Veer Singh wanted Vana to be a ‘retreat’ where natural, gentle, traditional, functional, non-invasive, holistic healing progresses and focuses on enhancing wellness at all of the essential five levels of existence: physical, mental and emotional, spiritual, social and environmental
BUILT IN CONTEMPORARY architectural style and aesthetics, using natural material and soft neutral tones, Vana was designed by Esteva i Esteva Arquitectura, a boutique design studio from the Balearic Islands in Spain. Besides Ayurveda and yoga, Vana offers Sowa-Rigpa, an ancient Tibetan system of medicine also called Amchi. Like Ananda, Vana too features a personalised wellness programme. However, at Vana, the minimum stay is seven nights, the least time, according to its management, required for the guest to benefit. After the first wave of the pandemic, as it witnessed a steady rise in domestic wellness seekers, Vana introduced Vana 3, a three-day wellness journey that offers an introduction to Vana or allows a guest to return for a quick recharge.
At Vana, the cost of luxury and wellness begins at ₹ 45,000 a night for a double room and goes up to ₹ 1.02 lakh. The tariff includes three meals, a retreat programme of yoga, meditation, cuisine lessons and functional fitness. “We advocate and facilitate the application of timeless sciences and art for contemporary healthy living and spiritual or self-realisation, carefully integrating the therapies as per observations of the wellness consultant,” says Sing.

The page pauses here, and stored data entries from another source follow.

//! In-process cache backend
//!
//! Entries expire lazily: an expired entry is invisible to `get` and `keys`
//! and is dropped the next time it is touched.

use crate::backend::{CacheBackend, wildcard_prefix};
use crate::errors::BackendError;
use async_trait::async_trait;
use serde_json::Value;
use std::collections::HashMap;
use std::sync::Arc;
use std::sync::atomic::{AtomicU64, Ordering};
use std::time::{Duration, Instant};
use tokio::sync::RwLock;

#[derive(Debug, Clone)]
struct Entry {
    value: Value,
    expires_at: Option<Instant>,
}

impl Entry {
    fn is_live(&self, now: Instant) -> bool {
        self.expires_at.is_none_or(|at| at > now)
    }
}

/// Hit/miss counters and live key count
#[derive(Debug, Clone, Copy, Default, PartialEq, Eq)]
pub struct CacheStats {
    pub hits: u64,
    pub misses: u64,
    pub keys: usize,
}

/// HashMap-backed cache with per-entry TTL
#[derive(Debug, Clone, Default)]
pub struct MemoryBackend {
    entries: Arc<RwLock<HashMap<String, Entry>>>,
    hits: Arc<AtomicU64>,
    misses: Arc<AtomicU64>,
}

impl MemoryBackend {
    pub fn new() -> Self {
        Self::default()
    }

    /// Snapshot of counters, pruning expired entries first
    pub async fn stats(&self) -> CacheStats {
        let now = Instant::now();
        let mut entries = self.entries.write().await;
        entries.retain(|_, entry| entry.is_live(now));

        CacheStats {
            hits: self.hits.load(Ordering::Relaxed),
            misses: self.misses.load(Ordering::Relaxed),
            keys: entries.len(),
        }
    }

    /// Remaining lifetime of an entry, `None` when absent or without expiry
    pub async fn ttl(&self, key: &str) -> Option<Duration> {
        let now = Instant::now();
        let entries = self.entries.read().await;
        entries
            .get(key)
            .filter(|entry| entry.is_live(now))
            .and_then(|entry| entry.expires_at)
            .map(|at| at.saturating_duration_since(now))
    }
}

#[async_trait]
impl CacheBackend for MemoryBackend {
    async fn get(&self, key: &str) -> Result<Option<Value>, BackendError> {
        let now = Instant::now();
        {
            let entries = self.entries.read().await;
            match entries.get(key) {
                Some(entry) if entry.is_live(now) => {
                    self.hits.fetch_add(1, Ordering::Relaxed);
                    return Ok(Some(entry.value.clone()));
                }
                Some(_) => {}
                None => {
                    self.misses.fetch_add(1, Ordering::Relaxed);
                    return Ok(None);
                }
            }
        }

        // Expired: drop it unless a concurrent set already replaced it
        let mut entries = self.entries.write().await;
        if entries.get(key).is_some_and(|entry| !entry.is_live(now)) {
            entries.remove(key);
        }
        self.misses.fetch_add(1, Ordering::Relaxed);
        Ok(None)
    }

    async fn set(&self, key: &str, value: Value, ttl: Option<u64>) -> Result<(), BackendError> {
        let expires_at = ttl.map(|secs| Instant::now() + Duration::from_secs(secs));
        self.entries
            .write()
            .await
            .insert(key.to_string(), Entry { value, expires_at });
        Ok(())
    }

    async fn delete(&self, key: &str) -> Result<(), BackendError> {
        let mut entries = self.entries.write().await;
        match wildcard_prefix(key) {
            Some(prefix) => entries.retain(|k, _| !k.starts_with(prefix)),
            None => {
                entries.remove(key);
            }
        }
        Ok(())
    }

    async fn clear(&self) -> Result<(), BackendError> {
        self.entries.write().await.clear();
        Ok(())
    }

    async fn keys(&self) -> Result<Vec<String>, BackendError> {
        let now = Instant::now();
        let entries = self.entries.read().await;
        Ok(entries
            .iter()
            .filter(|(_, entry)| entry.is_live(now))
            .map(|(key, _)| key.clone())
            .collect())
    }
}

#[cfg(test)]
mod tests {
    use super::*;
    use serde_json::json;

    #[tokio::test]
    async fn test_get_set_roundtrip_counts_hits_and_misses() {
        let backend = MemoryBackend::new();
        assert_eq!(backend.get("a").await.unwrap(), None);

        backend.set("a", json!({"id": 1}), Some(60)).await.unwrap();
        assert_eq!(backend.get("a").await.unwrap(), Some(json!({"id": 1})));

        let stats = backend.stats().await;
        assert_eq!(stats.hits, 1);
        assert_eq!(stats.misses, 1);
        assert_eq!(stats.keys, 1);
    }

    #[tokio::test]
    async fn test_zero_ttl_expires_immediately() {
        let backend = MemoryBackend::new();
        backend.set("gone", json!(1), Some(0)).await.unwrap();

        assert_eq!(backend.get("gone").await.unwrap(), None);
        assert!(backend.keys().await.unwrap().is_empty());
    }

    #[tokio::test]
    async fn test_entry_without_ttl_never_expires() {
        let backend = MemoryBackend::new();
        backend.set("k", json!("v"), None).await.unwrap();
        assert_eq!(backend.ttl("k").await, None);
        assert_eq!(backend.get("k").await.unwrap(), Some(json!("v")));
    }

    #[tokio::test]
    async fn test_ttl_reports_remaining_lifetime() {
        let backend = MemoryBackend::new();
        backend.set("k", json!("v"), Some(60)).await.unwrap();
        let remaining = backend.ttl("k").await.unwrap();
        assert!(remaining <= Duration::from_secs(60));
        assert!(remaining > Duration::from_secs(50));
    }

    #[tokio::test]
    async fn test_wildcard_delete_removes_prefix_only() {
        let backend = MemoryBackend::new();
        backend.set("user:1", json!(1), None).await.unwrap();
        backend.set("user:2", json!(2), None).await.unwrap();
        backend.set("post:1", json!(3), None).await.unwrap();

        backend.delete("user:*").await.unwrap();

        assert_eq!(backend.keys().await.unwrap(), vec!["post:1".to_string()]);
    }

    #[tokio::test]
    async fn test_clear_removes_everything() {
        let backend = MemoryBackend::new();
        backend.set("a", json!(1), None).await.unwrap();
        backend.set("b", json!(2), None).await.unwrap();
        backend.clear().await.unwrap();
        assert!(backend.keys().await.unwrap().is_empty());
    }
}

In the neighbouring state of Himachal Pradesh, at Mashobra near Shimla, the Oberoi Group’s Wildflower Hall, a five-star hotel at an elevation of 8,250 feet above sea level, offers Ayurvedic, Asian and Western treatments, besides aromatherapy, yoga and meditation. Facing the snowcapped Himalayas and with a forest on one side, this pre-Independence-era resort, which was once the residence of Lord Kitchener, commander in chief of the British army, was designed as a grander version of the original Wildflower Hall that was gutted in a fire. It was after the fire in 1993 that Oberoi took it over from the Himachal Pradesh Tourism Development Corporation and began construction in 1995, retaining the ambience of the past and adding recreational facilities. During the second wave of the pandemic, some guests are reported to have stayed at the resort for two-three months at a stretch.
While most leading hotel chains have capitalised on the Himalayas to offer five-star luxury, entrepreneurs are now blending luxury with wellness. Call it self-indulgence or the quest for catharsis, such highend destinations are set to boom with an expanding market that seeks to go deeper into the science and intricacies of wellness.